RECORDS:
──────
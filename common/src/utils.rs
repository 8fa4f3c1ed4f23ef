use alloy::primitives::{Address, U256};
use eyre::{eyre, Result};

/// Decodes a hex string with an optional `0x` prefix. An odd number of digits is read as if it
/// carried one leading zero nibble.
pub fn hex_str_to_bytes(s: &str) -> Result<Vec<u8>> {
    let stripped = s.strip_prefix("0x").unwrap_or(s);
    if stripped.len() % 2 == 1 {
        return Ok(hex::decode(format!("0{stripped}"))?);
    }

    Ok(hex::decode(stripped)?)
}

/// Parses a hex quantity such as `0x1bc16d674ec80000` into a 256 bit integer.
pub fn hex_str_to_u256(s: &str) -> Result<U256> {
    let digits = s
        .strip_prefix("0x")
        .ok_or_else(|| eyre!("quantity is missing the 0x prefix: {s}"))?;

    if digits.is_empty() {
        return Err(eyre!("quantity has no digits: {s}"));
    }

    Ok(U256::from_str_radix(digits, 16)?)
}

pub fn hex_str_to_address(s: &str) -> Result<Address> {
    let bytes = hex_str_to_bytes(s)?;
    if bytes.len() != 20 {
        return Err(eyre!("expected 20 address bytes, got {}", bytes.len()));
    }

    Ok(Address::from_slice(&bytes))
}

pub fn address_to_hex_string(address: &Address) -> String {
    format!("0x{}", hex::encode(address.as_slice()))
}

pub fn u64_to_hex_string(val: u64) -> String {
    format!("0x{val:x}")
}
use async_trait::async_trait;
use eyre::Result;
use serde::{de::DeserializeOwned, Deserialize, Serialize};
use serde_json::{json, Value};
use tracing::trace;

use common::errors::{BlockNotFoundError, RpcError};
use common::types::BlockTag;

use super::ExecutionRpc;
use crate::types::RpcBlock;

const GET_BLOCK_BY_NUMBER: &str = "eth_getBlockByNumber";

#[derive(Clone)]
pub struct HttpRpc {
    url: String,
    client: reqwest::Client,
}

#[derive(Serialize)]
struct JsonRpcRequest<'a> {
    jsonrpc: &'static str,
    id: u64,
    method: &'a str,
    params: Value,
}

#[derive(Deserialize)]
struct JsonRpcResponse<T> {
    result: Option<T>,
    error: Option<JsonRpcErrorObject>,
}

#[derive(Debug, Deserialize)]
struct JsonRpcErrorObject {
    code: i64,
    message: String,
}

impl HttpRpc {
    async fn request<T: DeserializeOwned>(
        &self,
        method: &str,
        params: Value,
    ) -> Result<JsonRpcResponse<T>> {
        let req = JsonRpcRequest {
            jsonrpc: "2.0",
            id: 1,
            method,
            params,
        };

        let res = self
            .client
            .post(&self.url)
            .json(&req)
            .send()
            .await
            .map_err(|e| RpcError::new(method, e))?
            .json::<JsonRpcResponse<T>>()
            .await
            .map_err(|e| RpcError::new(method, e))?;

        Ok(res)
    }
}

fn response_result<T>(method: &str, res: JsonRpcResponse<T>) -> Result<Option<T>> {
    if let Some(err) = res.error {
        let message = format!("{} (code {})", err.message, err.code);
        return Err(RpcError::new(method, message).into());
    }

    Ok(res.result)
}

/// A `null` result means the provider does not have the block.
fn block_result(block: BlockTag, res: JsonRpcResponse<RpcBlock>) -> Result<RpcBlock> {
    response_result(GET_BLOCK_BY_NUMBER, res)?
        .ok_or_else(|| BlockNotFoundError::new(block).into())
}

#[async_trait]
impl ExecutionRpc for HttpRpc {
    fn new(rpc: &str) -> Result<Self> {
        let client = reqwest::Client::builder().build()?;
        Ok(HttpRpc {
            url: rpc.to_string(),
            client,
        })
    }

    async fn get_block_by_number(&self, block: BlockTag) -> Result<RpcBlock> {
        trace!(target: "gnosis_tools::execution", %block, "fetching block");
        let params = json!([block.to_rpc_param(), true]);

        let res = self
            .request::<RpcBlock>(GET_BLOCK_BY_NUMBER, params)
            .await?;

        block_result(block, res)
    }
}
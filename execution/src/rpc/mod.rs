use async_trait::async_trait;
use eyre::Result;

use common::types::BlockTag;

use crate::types::RpcBlock;

pub mod http_rpc;
pub mod mock_rpc;

#[async_trait]
pub trait ExecutionRpc: Send + Clone + Sync + 'static {
    fn new(rpc: &str) -> Result<Self>
    where
        Self: Sized;

    /// Fetches a block together with its full transaction objects.
    async fn get_block_by_number(&self, block: BlockTag) -> Result<RpcBlock>;
}
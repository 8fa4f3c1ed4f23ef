//! Parser for plain text state dumps.
//!
//! A dump holds two sections. Storage comes first, as blocks separated by blank lines, each
//! block being an address followed by `<slot> : <value>` lines. Accounts come second, one
//! `addr=<hex>, nonce=<n>, balance=<n>, code=<hex>` line per account:
//!
//! ```text
//! ===== storage slots =====
//! 0x14747a698Ec1227e6753026C08B29b4d5D3bC484
//! 0x01 : 0x02
//!
//! ===== accounts + code =====
//! addr=14747a698ec1227e6753026c08b29b4d5d3bc484, nonce=0x0, balance=0x0, code=0x
//! ```

use std::collections::{BTreeMap, HashMap};

use alloy::primitives::Address;
use tracing::{info, warn};

use common::utils::{address_to_hex_string, hex_str_to_address};
use config::GenesisSpec;

use crate::builder::{AccountProperties, AllocBuilder};
use crate::errors::ParseError;
use crate::types::{Alloc, Genesis};

pub const ACCOUNTS_MARKER: &str = "===== accounts";
const SECTION_HEADER: &str = "=====";
const REQUIRED_KEYS: [&str; 4] = ["addr", "nonce", "balance", "code"];

/// Line number (1-based, relative to the whole dump) and content.
type NumberedLine<'a> = (usize, &'a str);
type Sections<'a> = (Vec<NumberedLine<'a>>, Vec<NumberedLine<'a>>);

/// Builds the genesis allocation from a state dump.
pub fn parse_dump(text: &str) -> Result<Alloc, ParseError> {
    let (storage, accounts) = split_sections(text)?;
    let mut builder = AllocBuilder::new();

    for (line, content) in accounts.into_iter().filter(|(_, l)| !l.trim().is_empty()) {
        let (address, properties) = parse_account_line(line, content)?;
        if builder.account(address, properties) {
            warn!(
                target: "gnosis_tools::genesis",
                line,
                address = %address_to_hex_string(&address),
                "account listed twice, keeping the later line"
            );
        }
    }

    for (header, slot_lines) in storage_blocks(&storage) {
        let (address, slots) = parse_storage_block(header, slot_lines)?;
        if builder.storage(address, slots) {
            warn!(
                target: "gnosis_tools::genesis",
                address = %address_to_hex_string(&address),
                "storage listed twice, keeping the later block"
            );
        }
    }

    let alloc = builder.build();
    info!(target: "gnosis_tools::genesis", accounts = alloc.len(), "parsed state dump");

    Ok(alloc)
}

/// Combines a network genesis spec with the allocation parsed from `dump`.
pub fn build_genesis(spec: GenesisSpec, dump: &str) -> Result<Genesis, ParseError> {
    Ok(Genesis {
        spec,
        alloc: parse_dump(dump)?,
    })
}

fn split_sections(text: &str) -> Result<Sections<'_>, ParseError> {
    let parts = text.split(ACCOUNTS_MARKER).collect::<Vec<_>>();
    let (storage, accounts) = match parts.as_slice() {
        [storage, accounts] => (*storage, *accounts),
        _ => return Err(ParseError::SectionCount(parts.len())),
    };

    let mut storage_lines = numbered(storage, 1);
    if let Some(first) = storage_lines.iter().position(|(_, l)| !l.trim().is_empty()) {
        if storage_lines[first].1.trim_start().starts_with(SECTION_HEADER) {
            storage_lines.remove(first);
        }
    }

    // The accounts part starts with the rest of the marker line.
    let marker_line = storage.matches('\n').count() + 1;
    let accounts_lines = numbered(accounts, marker_line).into_iter().skip(1).collect();

    Ok((storage_lines, accounts_lines))
}

fn numbered(text: &str, first_line: usize) -> Vec<NumberedLine<'_>> {
    text.lines()
        .enumerate()
        .map(|(i, line)| (first_line + i, line))
        .collect()
}

/// Yields the address line and slot lines of every storage block.
fn storage_blocks<'a, 'b>(
    lines: &'b [NumberedLine<'a>],
) -> impl Iterator<Item = (&'b NumberedLine<'a>, &'b [NumberedLine<'a>])> {
    lines
        .split(|(_, line)| line.trim().is_empty())
        .filter_map(|block| block.split_first())
}

fn parse_address(line: usize, value: &str) -> Result<Address, ParseError> {
    hex_str_to_address(value).map_err(|_| ParseError::InvalidAddress {
        line,
        value: value.to_string(),
    })
}

fn parse_account_line(
    line: usize,
    content: &str,
) -> Result<(Address, AccountProperties), ParseError> {
    let malformed = |reason: String| ParseError::MalformedAccountLine { line, reason };

    let mut props = HashMap::new();
    for token in content
        .split(|c: char| c == ',' || c.is_whitespace())
        .filter(|token| !token.is_empty())
    {
        let (key, value) = token
            .split_once('=')
            .ok_or_else(|| malformed(format!("expected key=value, found `{token}`")))?;
        props.insert(key, value);
    }

    if let Some(missing) = REQUIRED_KEYS.iter().find(|key| !props.contains_key(*key)) {
        return Err(malformed(format!("missing required key `{missing}`")));
    }

    let address = parse_address(line, props["addr"])?;
    let properties = AccountProperties {
        nonce: props["nonce"].to_string(),
        balance: props["balance"].to_string(),
        code: props["code"].to_string(),
    };

    Ok((address, properties))
}

fn parse_storage_block(
    (line, address): &NumberedLine<'_>,
    slot_lines: &[NumberedLine<'_>],
) -> Result<(Address, BTreeMap<String, String>), ParseError> {
    let address = parse_address(*line, address.trim())?;

    let slots = slot_lines
        .iter()
        .map(|(line, content)| {
            content
                .split_once(" : ")
                .map(|(key, value)| (key.trim().to_string(), value.trim().to_string()))
                .ok_or_else(|| ParseError::MalformedStorageLine {
                    line: *line,
                    content: content.to_string(),
                })
        })
        .collect::<Result<_, _>>()?;

    Ok((address, slots))
}
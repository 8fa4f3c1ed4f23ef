use std::collections::BTreeMap;

use serde::{Deserialize, Serialize};

/// Static part of a genesis document. The `alloc` section is produced separately from a state
/// dump and appended by the genesis crate.
#[derive(Serialize, Deserialize, Debug, Clone, PartialEq, Eq)]
#[serde(rename_all = "camelCase")]
pub struct GenesisSpec {
    pub config: ChainSpec,
    pub base_fee_per_gas: String,
    pub difficulty: String,
    pub gas_limit: String,
    pub seal: Seal,
}

#[derive(Serialize, Deserialize, Debug, Clone, PartialEq, Eq)]
#[serde(rename_all = "camelCase")]
pub struct ChainSpec {
    pub chain_id: u64,
    pub consensus: String,
    pub homestead_block: u64,
    pub eip150_block: u64,
    pub eip155_block: u64,
    pub byzantium_block: u64,
    pub constantinople_block: u64,
    pub petersburg_block: u64,
    pub istanbul_block: u64,
    pub berlin_block: u64,
    pub london_block: u64,
    pub burnt_contract: BTreeMap<u64, String>,
    pub terminal_total_difficulty: u64,
    pub terminal_total_difficulty_passed: bool,
    pub shanghai_time: u64,
    pub cancun_time: u64,
    pub min_blob_gas_price: u64,
    pub max_blob_gas_per_block: u64,
    pub target_blob_gas_per_block: u64,
    pub blob_gas_price_update_fraction: u64,
    pub aura: AuraSpec,
    #[serde(rename = "eip1559collector")]
    pub eip1559_collector: String,
}

/// Authority round engine parameters. Maps keyed by block number hold transitions.
#[derive(Serialize, Deserialize, Debug, Clone, PartialEq, Eq)]
#[serde(rename_all = "camelCase")]
pub struct AuraSpec {
    pub step_duration: u64,
    pub block_reward: u64,
    pub maximum_uncle_count_transition: u64,
    pub maximum_uncle_count: u64,
    pub validators: ValidatorSet,
    pub block_reward_contract_address: String,
    pub block_reward_contract_transition: u64,
    pub randomness_contract_address: BTreeMap<u64, String>,
    pub withdrawal_contract_address: String,
    pub two_thirds_majority_transition: u64,
    pub posdao_transition: u64,
    pub block_gas_limit_contract_transitions: BTreeMap<u64, String>,
    pub registrar: String,
}

#[derive(Serialize, Deserialize, Debug, Clone, PartialEq, Eq)]
pub struct ValidatorSet {
    pub multi: BTreeMap<u64, ValidatorList>,
}

#[derive(Serialize, Deserialize, Debug, Clone, PartialEq, Eq)]
pub struct ValidatorList {
    pub list: Vec<String>,
}

#[derive(Serialize, Deserialize, Debug, Clone, PartialEq, Eq)]
#[serde(rename_all = "camelCase")]
pub struct Seal {
    pub authority_round: AuthorityRoundSeal,
}

#[derive(Serialize, Deserialize, Debug, Clone, PartialEq, Eq)]
pub struct AuthorityRoundSeal {
    pub step: String,
    pub signature: String,
}
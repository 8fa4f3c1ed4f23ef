use std::fs;
use std::ops::Range;
use std::path::{Path, PathBuf};
use std::process::exit;

use clap::{Args, Parser, Subcommand};
use eyre::{eyre, Result, WrapErr};
use tracing::{error, info};
use tracing_subscriber::filter::{EnvFilter, LevelFilter};
use tracing_subscriber::FmtSubscriber;

use common::types::BlockTag;
use config::{chiado_genesis_spec, CliConfig, Config, Network};
use execution::fetch_payload;
use execution::rpc::http_rpc::HttpRpc;
use execution::rpc::ExecutionRpc;
use genesis::build_genesis;

#[tokio::main]
async fn main() {
    enable_tracer();

    let cli = Cli::parse();
    let res = match cli.command {
        Command::Genesis(genesis) => genesis.run(),
        Command::Blocks(blocks) => blocks.run().await,
    };

    if let Err(err) = res {
        error!(target: "gnosis_tools::runner", error = ?err);
        exit(1);
    }
}

fn enable_tracer() {
    let env_filter = EnvFilter::builder()
        .with_default_directive(LevelFilter::INFO.into())
        .from_env()
        .expect("invalid env filter");

    let subscriber = FmtSubscriber::builder()
        .with_env_filter(env_filter)
        .finish();

    tracing::subscriber::set_global_default(subscriber).expect("subscriber set failed");
}

fn write_json<T: serde::Serialize>(path: &Path, value: &T) -> Result<()> {
    let json = serde_json::to_string_pretty(value)?;
    fs::write(path, json).wrap_err_with(|| format!("could not write {}", path.display()))
}

fn block_range(start: u64, count: u64) -> Result<Range<u64>> {
    let end = start
        .checked_add(count)
        .ok_or_else(|| eyre!("block range starting at {start} with {count} blocks overflows"))?;

    Ok(start..end)
}

#[derive(Parser)]
#[clap(version, about)]
/// Tooling for Gnosis and Chiado execution layer test fixtures
struct Cli {
    #[command(subcommand)]
    command: Command,
}

#[derive(Subcommand)]
enum Command {
    /// Build a genesis document from a state dump
    #[clap(name = "genesis")]
    Genesis(GenesisArgs),
    /// Download blocks as engine API execution payloads
    #[clap(name = "blocks")]
    Blocks(BlocksArgs),
}

#[derive(Args)]
struct GenesisArgs {
    #[clap(short, long, default_value = "chiado")]
    network: String,
    #[clap(short, long, env = "DUMP_PATH")]
    input: Option<PathBuf>,
    #[clap(short, long, env = "GENESIS_PATH")]
    output: Option<PathBuf>,
    #[clap(short, long, env, default_value = "gnosis-tools.toml")]
    config: PathBuf,
}

impl GenesisArgs {
    fn run(&self) -> Result<()> {
        let cli_config = CliConfig {
            dump_path: self.input.clone(),
            genesis_path: self.output.clone(),
            ..Default::default()
        };
        let network = self.network.parse::<Network>()?;
        if network != Network::Chiado {
            return Err(eyre!("no genesis parameters for network {network}"));
        }
        let config = Config::from_file(&self.config, network, &cli_config)?;

        let dump = fs::read_to_string(&config.dump_path)
            .wrap_err_with(|| format!("could not read {}", config.dump_path.display()))?;
        let genesis = build_genesis(chiado_genesis_spec(), &dump)
            .wrap_err_with(|| format!("could not parse {}", config.dump_path.display()))?;

        write_json(&config.genesis_path, &genesis)?;
        info!(
            target: "gnosis_tools::runner",
            path = %config.genesis_path.display(),
            accounts = genesis.alloc.len(),
            "wrote genesis"
        );

        Ok(())
    }
}

#[derive(Args)]
struct BlocksArgs {
    #[clap(short, long, default_value = "gnosis")]
    network: String,
    #[clap(short, long, env)]
    execution_rpc: Option<String>,
    #[clap(short, long)]
    start: u64,
    #[clap(short = 'k', long, env = "BLOCK_COUNT")]
    count: Option<u64>,
    #[clap(short, long, env = "BLOCKS_DIR")]
    out_dir: Option<PathBuf>,
    #[clap(short, long, env, default_value = "gnosis-tools.toml")]
    config: PathBuf,
}

impl BlocksArgs {
    async fn run(&self) -> Result<()> {
        let cli_config = CliConfig {
            execution_rpc: self.execution_rpc.clone(),
            block_count: self.count,
            blocks_dir: self.out_dir.clone(),
            ..Default::default()
        };
        let network = self.network.parse::<Network>()?;
        let config = Config::from_file(&self.config, network, &cli_config)?;

        let rpc = HttpRpc::new(&config.execution_rpc)?;
        fs::create_dir_all(&config.blocks_dir)
            .wrap_err_with(|| format!("could not create {}", config.blocks_dir.display()))?;

        for number in block_range(self.start, config.block_count)? {
            let payload = fetch_payload(&rpc, BlockTag::Number(number)).await?;
            let path = config.block_path(number);
            write_json(&path, &payload)?;

            info!(
                target: "gnosis_tools::runner",
                block = number,
                path = %path.display(),
                "wrote payload"
            );
        }

        Ok(())
    }
}

#[cfg(test)]
mod tests {
    use super::*;

    #[test]
    fn test_block_range() {
        assert_eq!(block_range(26478701, 5).unwrap(), 26478701..26478706);
        assert!(block_range(7, 0).unwrap().is_empty());
    }

    #[test]
    fn test_block_range_overflow() {
        assert!(block_range(u64::MAX, 1).is_err());
        assert_eq!(block_range(u64::MAX, 0).unwrap(), u64::MAX..u64::MAX);
    }
}
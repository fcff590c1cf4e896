#![allow(dead_code)]

use crux_core::testing::AppTester;
use crux_core::Request;
use crux_http::protocol::{HttpRequest, HttpResponse, HttpResult};
use crux_http::HttpError;
use serde_json::{json, Value};

use vocab_shared::capabilities::{
    AudioOperation, DialogOperation, RealtimeOperation, TimerId, TimerOperation,
};
use vocab_shared::config::ClientConfig;
use vocab_shared::{App, Effect, Event, Model};

pub type Tester = AppTester<App, Effect>;

pub const API: &str = "http://localhost:5000/api";

/// Effects sorted by capability.
#[derive(Default)]
pub struct Effects {
    pub http: Vec<Request<HttpRequest>>,
    pub timers: Vec<Request<TimerOperation>>,
    pub realtime: Vec<Request<RealtimeOperation>>,
    pub dialogs: Vec<Request<DialogOperation>>,
    pub audio: Vec<Request<AudioOperation>>,
    pub renders: usize,
}

impl Effects {
    pub fn from_effects(effects: impl IntoIterator<Item = Effect>) -> Self {
        let mut out = Self::default();
        out.extend(effects);
        out
    }

    pub fn extend(&mut self, effects: impl IntoIterator<Item = Effect>) {
        for effect in effects {
            match effect {
                Effect::Http(r) => self.http.push(r),
                Effect::Timer(r) => self.timers.push(r),
                Effect::Realtime(r) => self.realtime.push(r),
                Effect::Dialog(r) => self.dialogs.push(r),
                Effect::Audio(r) => self.audio.push(r),
                Effect::Render(_) => self.renders += 1,
            }
        }
    }

    pub fn urls(&self) -> Vec<String> {
        self.http.iter().map(|r| r.operation.url.clone()).collect()
    }

    /// Requests for the vocabulary list.
    pub fn list_requests(&self) -> Vec<&Request<HttpRequest>> {
        self.http
            .iter()
            .filter(|r| r.operation.method == "GET" && r.operation.url.contains("/vocabulary?"))
            .collect()
    }

    /// Started timers, skipping cancellations.
    pub fn started_timers(&mut self) -> Vec<(TimerId, u64, Request<TimerOperation>)> {
        self.timers
            .drain(..)
            .filter_map(|r| match r.operation {
                TimerOperation::Start { id, millis } => Some((id, millis, r)),
                TimerOperation::Cancel { .. } => None,
            })
            .collect()
    }

    pub fn cancelled_timers(&self) -> Vec<TimerId> {
        self.timers
            .iter()
            .filter_map(|r| match r.operation {
                TimerOperation::Cancel { id } => Some(id),
                TimerOperation::Start { .. } => None,
            })
            .collect()
    }

    pub fn take_http(&mut self, method: &str, path: &str) -> Request<HttpRequest> {
        let index = self
            .http
            .iter()
            .position(|r| r.operation.method == method && r.operation.url.contains(path))
            .unwrap_or_else(|| panic!("no {method} {path} in {:?}", self.urls()));
        self.http.remove(index)
    }
}

pub fn update(app: &Tester, model: &mut Model, event: Event) -> Effects {
    Effects::from_effects(app.update(event, model).effects)
}

/// Resolves a request and feeds the resulting events back into the app.
pub fn resolve_with<Op>(
    app: &Tester,
    model: &mut Model,
    request: &mut Request<Op>,
    output: Op::Output,
) -> Effects
where
    Op: crux_core::capability::Operation,
{
    let update = app.resolve(request, output).expect("request should resolve");
    let mut effects = Effects::from_effects(update.effects);
    for event in update.events {
        effects.extend(app.update(event, model).effects);
    }
    effects
}

pub fn respond(
    app: &Tester,
    model: &mut Model,
    request: &mut Request<HttpRequest>,
    response: HttpResponse,
) -> Effects {
    resolve_with(app, model, request, HttpResult::Ok(response))
}

/// Answers as if the request never reached the server.
pub fn fail(
    app: &Tester,
    model: &mut Model,
    request: &mut Request<HttpRequest>,
    error: HttpError,
) -> Effects {
    resolve_with(app, model, request, HttpResult::Err(error))
}

pub fn respond_json(
    app: &Tester,
    model: &mut Model,
    request: &mut Request<HttpRequest>,
    body: Value,
) -> Effects {
    respond(app, model, request, HttpResponse::ok().json(body).build())
}

pub fn entry_json(id: u64, word: &str) -> Value {
    json!({
        "id": id,
        "word": word,
        "definition": format!("meaning of {word}"),
        "example": null,
        "translation": null,
        "status": "learning",
        "times_practiced": 0,
    })
}

pub fn list_json(words: Vec<Value>, total: u64, pages: u32, current_page: u32) -> Value {
    json!({
        "words": words,
        "total": total,
        "pages": pages,
        "current_page": current_page,
        "per_page": 10,
        "has_next": current_page < pages,
        "has_prev": current_page > 1,
    })
}

/// Starts the core with default config and serves the initial list fetch.
pub fn started_with(words: Vec<Value>) -> (Tester, Model) {
    let app = Tester::default();
    let mut model = Model::default();

    let mut effects = update(
        &app,
        &mut model,
        Event::Start(Box::new(ClientConfig::default())),
    );
    let mut list = effects.take_http("GET", "/vocabulary?");
    let total = words.len() as u64;
    respond_json(&app, &mut model, &mut list, list_json(words, total, 1, 1));

    (app, model)
}

pub fn started() -> (Tester, Model) {
    started_with(vec![entry_json(1, "apple"), entry_json(2, "banana")])
}

pub fn last_toast(model: &Model) -> Option<&str> {
    model.toasts.back().map(|t| t.message.as_str())
}
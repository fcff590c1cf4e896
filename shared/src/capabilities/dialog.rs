use crux_core::capability::{CapabilityContext, Operation};
use crux_core::macros::Capability;
use serde::{Deserialize, Serialize};

#[derive(Debug, Clone, Serialize, Deserialize, PartialEq, Eq)]
#[serde(tag = "op", rename_all = "snake_case")]
pub enum DialogOperation {
    Confirm { message: String },
}

#[derive(Debug, Clone, Copy, Serialize, Deserialize, PartialEq, Eq)]
pub struct DialogResponse {
    pub confirmed: bool,
}

impl DialogResponse {
    #[must_use]
    pub const fn accepted() -> Self {
        Self { confirmed: true }
    }

    #[must_use]
    pub const fn declined() -> Self {
        Self { confirmed: false }
    }
}

impl Operation for DialogOperation {
    type Output = DialogResponse;
}

/// Modal prompts shown by the shell, used to guard destructive actions.
#[derive(Capability)]
pub struct Dialog<Ev> {
    context: CapabilityContext<DialogOperation, Ev>,
}

impl<Ev> Dialog<Ev>
where
    Ev: 'static,
{
    pub fn new(context: CapabilityContext<DialogOperation, Ev>) -> Self {
        Self { context }
    }

    pub fn confirm<F>(&self, message: impl Into<String>, make_event: F)
    where
        F: FnOnce(bool) -> Ev + Send + 'static,
    {
        let context = self.context.clone();
        let message = message.into();
        self.context.spawn(async move {
            let response = context
                .request_from_shell(DialogOperation::Confirm { message })
                .await;
            context.update_app(make_event(response.confirmed));
        });
    }
}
──────
WORK TO BE COMPLETED:
Wherever the word "AuraSpec" turns up in a line of the entries above, copy that line.

RESPONSE TO THE EXERCISE:
    pub aura: AuraSpec,
pub struct AuraSpec {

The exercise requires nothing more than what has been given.